TRY IT — Your response should contain every line from the data below that holds the string "bool".

(Stored data entries)
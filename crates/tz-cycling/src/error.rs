//! Error types for actuator cycling.

use thiserror::Error;

/// Result type for cycling operations.
pub type CycleResult<T> = Result<T, CycleError>;

/// Errors that can occur when configuring the cycle engine.
#[derive(Debug, Error, Clone, PartialEq)]
pub enum CycleError {
    /// Invalid argument provided at construction time.
    #[error("Invalid argument: {what}")]
    InvalidArg { what: &'static str },
}
//! Operating mode vocabulary shared by every thermozone crate.

use serde::{Deserialize, Serialize};

/// Per-zone HVAC operating mode.
#[derive(Debug, Clone, Copy, Default, PartialEq, Eq, Hash, Serialize, Deserialize)]
#[serde(rename_all = "snake_case")]
pub enum HvacMode {
    /// Zone fully off.
    #[default]
    Off,
    /// Heating demand is regulated.
    Heat,
    /// Cooling demand is regulated.
    Cool,
    /// Air circulation only, no thermal demand.
    FanOnly,
    /// Suspended: actuators idle but the zone keeps its setpoints.
    Sleep,
}

impl HvacMode {
    /// Whether this mode drives actuators at all.
    pub fn is_active(self) -> bool {
        matches!(self, HvacMode::Heat | HvacMode::Cool | HvacMode::FanOnly)
    }

    /// Whether this mode carries a thermal demand the regulator should serve.
    pub fn is_regulated(self) -> bool {
        matches!(self, HvacMode::Heat | HvacMode::Cool)
    }
}

/// Temperature preset attached to an operating state.
#[derive(Debug, Clone, Copy, Default, PartialEq, Eq, Hash, PartialOrd, Ord, Serialize, Deserialize)]
#[serde(rename_all = "snake_case")]
pub enum Preset {
    /// No preset: the explicit requested target applies.
    #[default]
    None,
    Frost,
    Eco,
    Comfort,
    Boost,
    /// Target follows the motion/no-motion preset pair.
    Activity,
    /// Forced while a safety condition is active.
    Safety,
    /// Forced while the zone is overpowering its power budget.
    Power,
}

/// Building-wide override mode, taking precedence over per-zone requests.
#[derive(Debug, Clone, Copy, Default, PartialEq, Eq, Hash, Serialize, Deserialize)]
#[serde(rename_all = "snake_case")]
pub enum CentralMode {
    /// No central constraint.
    #[default]
    Auto,
    /// Everything off.
    Stopped,
    HeatOnly,
    CoolOnly,
    FrostProtection,
}
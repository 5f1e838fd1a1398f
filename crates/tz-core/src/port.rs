//! Actuator port traits.
//!
//! The core never talks to hardware directly: the host injects one port per
//! physical actuator. A port call may fail (a network switch, a radio valve);
//! the scheduler logs the failure and keeps dispatching, so one broken
//! actuator never leaves the rest of the zone in an ambiguous state.

use thiserror::Error;

/// Failure reported by an actuator port.
#[derive(Error, Debug, Clone, PartialEq)]
pub enum PortError {
    #[error("Actuator command failed: {what}")]
    CommandFailed { what: String },

    #[error("Actuator unavailable: {what}")]
    Unavailable { what: &'static str },
}

/// On/off actuator (relay, smart switch, heater contactor).
pub trait SwitchPort {
    fn turn_on(&mut self) -> Result<(), PortError>;
    fn turn_off(&mut self) -> Result<(), PortError>;
    /// Last known physical state.
    fn is_active(&self) -> bool;
}

/// Proportional valve actuator driven by an opening percentage.
pub trait ValvePort {
    fn set_opening_percent(&mut self, percent: u8) -> Result<(), PortError>;
}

ANSWER TO THE EXERCISE —
    pub fn is_active(self) -> bool {
    pub fn is_regulated(self) -> bool {
    fn is_active(&self) -> bool;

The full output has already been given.